119.Which of the following accounts is irrelevant in the calculation of cost of goods sold?
a.
Purchases Returns and Allowances
b.
Freight-In
c.
Ending Merchandise Inventory
d.
Income Taxes
120.Under the periodic inventory system, when a customer returns goods for credit, the merchandiser would debit
a.
Sales Returns and Allowances and credit Accounts Receivable.
b.
Accounts Receivable and credit Purchases Returns and Allowances.
c.
Merchandise Inventory and credit Accounts Receivable.
d.
Accounts Receivable and credit Sales.
121.Under the periodic inventory system, when a merchandiser returns goods to its supplier for credit, the merchandiser would debit
a.
Accounts Payable and credit Purchases.
b.
Accounts Payable and credit Purchases Returns and Allowances.
c.
Purchases Returns and Allowances and credit Purchases.
d.
Accounts Payable and credit Merchandise Inventory.
122.Use this information to answer the following question.
Chupka Company experienced the following events during the period:
1. A tabulation of invoices at the end of the day showed $800 in MasterCard invoices, which were deposited in a bank account at full value less a 5 percent discount.
2. Made a sale on an American Express card for $400 and mailed an invoice to American Express for payment. The discount charged by American Express is 4 percent.
3. Received payment from American Express at 96 percent of face value.
The entry to record transaction 1 would include a
a.
debit to Cash for $800.
b.
debit to Accounts Receivable for $760.
c.
credit to Sales for $760.
d.
debit to Credit Card Expense for $40.
123.Use this information to answer the following question.
Chupka Company experienced the following events during the period:
1. A tabulation of invoices at the end of the day showed $800 in MasterCard invoices, which were deposited in a bank account at full value less a 5 percent discount.
2. Made a sale on an American Express card for $400 and mailed an invoice to American Express for payment. The discount charged by American Express is 4 percent.
3. Received payment from American Express at 96 percent of face value.

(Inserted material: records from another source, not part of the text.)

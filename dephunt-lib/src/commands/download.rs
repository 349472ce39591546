use super::ProgressReporter;
use super::common::{LogLevel, format_size, init_logging};
use super::config::Config;
use crate::harvest::{Ecosystem, FailureManifest, Orchestrator, PackageId, PackageRequest, Progress, RunOptions, RunSummary, parse_package_list};
use crate::{Host, Result};
use camino::Utf8PathBuf;
use clap::Args;
use core::num::NonZeroUsize;
use core::time::Duration;
use ohno::{IntoAppError, app_err};
use std::fs;
use std::io::Write;

const LOG_TARGET: &str = "   command";

/// Number of packages discovered per ecosystem when neither a package list nor `--bulk` is given.
const DEFAULT_DISCOVERY_LIMIT: usize = 100;

#[derive(Args, Debug)]
pub struct DownloadArgs {
    /// Ecosystems to download metadata from
    #[arg(
        long,
        value_name = "ECOSYSTEM",
        num_args = 1..,
        default_values_t = [Ecosystem::Npm, Ecosystem::Pypi, Ecosystem::Maven, Ecosystem::Cargo]
    )]
    pub ecosystems: Vec<Ecosystem>,

    /// Discover packages from each registry's index, up to --limit per ecosystem
    #[arg(long)]
    pub bulk: bool,

    /// Specific packages to download (use group:artifact for Maven)
    #[arg(long, value_name = "NAME", num_args = 1..)]
    pub packages: Vec<String>,

    /// File listing packages to download, one per line
    #[arg(long, value_name = "PATH")]
    pub package_file: Option<Utf8PathBuf>,

    /// Maximum number of packages to discover per ecosystem with --bulk
    #[arg(long, value_name = "N", default_value_t = 1000)]
    pub limit: usize,

    /// Directory where metadata is written, one subdirectory per ecosystem
    #[arg(long, value_name = "PATH", default_value = "data")]
    pub output_dir: Utf8PathBuf,

    /// Number of concurrent downloads
    #[arg(long, value_name = "N", default_value = "10")]
    pub concurrency: NonZeroUsize,

    /// Skip packages whose metadata has already been downloaded
    #[arg(long)]
    pub resume: bool,

    /// Crawl registry indexes again instead of using cached ones
    #[arg(long)]
    pub refresh_index: bool,

    /// Download only the packages that failed in the previous run
    #[arg(long)]
    pub retry_failed: bool,

    /// Path to configuration file (default is `dephunt.toml`)
    #[arg(long, short = 'c', value_name = "PATH")]
    pub config: Option<Utf8PathBuf>,

    /// Set the logging level for diagnostic output
    #[arg(long, value_name = "LEVEL", default_value = "none")]
    pub log_level: LogLevel,
}

impl DownloadArgs {
    /// Decide which packages to fetch: an explicit list wins, then a retry of past
    /// failures, then index discovery.
    fn package_request(&self) -> Result<PackageRequest> {
        let mut ids = Vec::new();

        if let Some(path) = &self.package_file {
            let text = fs::read_to_string(path).into_app_err_with(|| format!("reading package file '{path}'"))?;
            ids = parse_package_list(&text);
            log::info!(target: LOG_TARGET, "Loaded {} package(s) from {path}", ids.len());
        }

        ids.extend(self.packages.iter().map(|p| p.trim()).filter(|p| !p.is_empty()).map(PackageId::new));

        if !ids.is_empty() {
            return Ok(PackageRequest::Explicit(ids));
        }

        if self.package_file.is_some() || !self.packages.is_empty() {
            return Err(app_err!("no package names were given"));
        }

        if self.retry_failed {
            return Ok(PackageRequest::RetryFailed);
        }

        let limit = if self.bulk { self.limit } else { DEFAULT_DISCOVERY_LIMIT };
        Ok(PackageRequest::Discover { limit })
    }

    const fn run_options(&self) -> RunOptions {
        RunOptions {
            resume: self.resume,
            refresh_index: self.refresh_index,
            concurrency: self.concurrency.get(),
        }
    }
}

/// Download metadata for every requested ecosystem and report the outcome of each.
pub async fn process_download<H: Host>(host: &mut H, args: &DownloadArgs) -> Result<()> {
    init_logging(args.log_level);

    let config = Config::load(args.config.as_deref())?;
    let request = args.package_request()?;
    let orchestrator = Orchestrator::new(config.registry_client()?, args.output_dir.as_std_path());

    let delay = if args.log_level == LogLevel::None {
        Duration::from_millis(300)
    } else {
        Duration::from_hours(365 * 24)
    };
    let progress = ProgressReporter::new(delay, host.error_is_terminal());

    let mut ecosystems = Vec::with_capacity(args.ecosystems.len());
    for ecosystem in &args.ecosystems {
        if !ecosystems.contains(ecosystem) {
            ecosystems.push(*ecosystem);
        }
    }

    let results = orchestrator.run_all(&ecosystems, &request, args.run_options(), &progress).await;
    progress.done();

    let mut failed_runs = 0;
    for (ecosystem, result) in results {
        match result {
            Ok(summary) => {
                _ = writeln!(host.output(), "{}", summary_line(&summary));
                if !summary.failed.is_empty() {
                    let manifest = FailureManifest::path(&orchestrator.store_for(ecosystem));
                    _ = writeln!(host.output(), "  failed packages recorded in {}", manifest.display());
                }
            }
            Err(e) => {
                failed_runs += 1;
                _ = writeln!(host.error(), "{ecosystem}: {e:#}");
            }
        }
    }

    if failed_runs > 0 {
        _ = writeln!(host.error(), "{failed_runs} ecosystem run(s) did not complete");
        host.exit(1);
    }

    Ok(())
}

fn summary_line(summary: &RunSummary) -> String {
    format!(
        "{}: {} requested, {} skipped, {} downloaded, {} failed ({} stored)",
        summary.ecosystem,
        summary.requested,
        summary.skipped,
        summary.downloaded,
        summary.failed.len(),
        format_size(summary.stored_bytes),
    )
}
use std::io::Write;

/// The process environment a command runs in.
///
/// Summaries go to `output`, diagnostics to `error`. Tests substitute
/// in-memory buffers and record the exit code instead of exiting.
pub trait Host: Send + Sync {
    /// Stream for summary lines.
    fn output(&mut self) -> impl Write;

    /// Stream for diagnostics.
    fn error(&mut self) -> impl Write;

    /// Whether the diagnostic stream is an interactive terminal, which enables the progress bar's colours.
    fn error_is_terminal(&self) -> bool;

    /// End the process with `code`.
    fn exit(&mut self, code: i32);
}

#[cfg(test)]
#[derive(Debug, Default)]
pub struct TestHost {
    pub output_buf: Vec<u8>,
    pub error_buf: Vec<u8>,
    pub exit_code: Option<i32>,
}

#[cfg(test)]
impl TestHost {
    pub fn new() -> Self {
        Self::default()
    }

    pub fn output_text(&self) -> String {
        String::from_utf8_lossy(&self.output_buf).into_owned()
    }

    pub fn error_text(&self) -> String {
        String::from_utf8_lossy(&self.error_buf).into_owned()
    }
}

#[cfg(test)]
impl Host for TestHost {
    fn output(&mut self) -> impl Write {
        &mut self.output_buf
    }

    fn error(&mut self) -> impl Write {
        &mut self.error_buf
    }

    fn error_is_terminal(&self) -> bool {
        false
    }

    fn exit(&mut self, code: i32) {
        self.exit_code = Some(code);
    }
}
//! Bulk-download package metadata from public software registries.
#![cfg_attr(coverage_nightly, feature(coverage_attribute))]

use dephunt_lib::{Host, run};
use std::io::{IsTerminal, Write, stderr, stdout};

/// Default host that writes to the real terminal.
#[derive(Debug, Clone, Default)]
pub struct RealHost;

#[cfg_attr(coverage_nightly, coverage(off))]
impl Host for RealHost {
    fn output(&mut self) -> impl Write {
        stdout()
    }

    fn error(&mut self) -> impl Write {
        stderr()
    }

    fn error_is_terminal(&self) -> bool {
        stderr().is_terminal()
    }

    fn exit(&mut self, code: i32) {
        std::process::exit(code);
    }
}

#[tokio::main]
#[cfg_attr(coverage_nightly, coverage(off))]
async fn main() -> Result<(), ohno::AppError> {
    run(&mut RealHost, std::env::args()).await
}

The entry to record transaction 2 would include a
a.
debit to Credit Card Expense for $16.
b.
debit to Accounts Receivable for $400.
c.
debit to Cash for $384.
d.
credit to Sales for $400.
124.Use this information to answer the following question.
Chupka Company experienced the following events during the period:
1. A tabulation of invoices at the end of the day showed $800 in MasterCard invoices, which were deposited in a bank account at full value less a 5 percent discount.
2. Made a sale on an American Express card for $400 and mailed an invoice to American Express for payment. The discount charged by American Express is 4 percent.
3. Received payment from American Express at 96 percent of face value.
The entry to record transaction 3 would include a
a.
credit to Sales for $400.
b.
debit to Cash for $400.
c.
debit to Credit Card Expense for $16.
d.
credit to Accounts Receivable for $384.
125.A retailer accepted Visa charge sales totaling $500 and deposited the charge slips in the bank. Assuming a credit card discount expense of 4 percent, what would be the debit to Cash and the credit to Sales, respectively?
a.
$500 and $500
b.
$480 and $480
c.
$480 and $500
d.
$500 and $480
126.Which of the following is not a primary concern of internal control?
a.
Accuracy of accounting records
b.
Fairness of financial statements
c.
Efficiency of company operations
d.
Safeguarding of assets
127.All of the following are examples of internal control activities, except
a.
centralization of duties.
b.
bank reconciliations.
c.
rotation of key personnel.
d.
insistence that employees take earned vacations.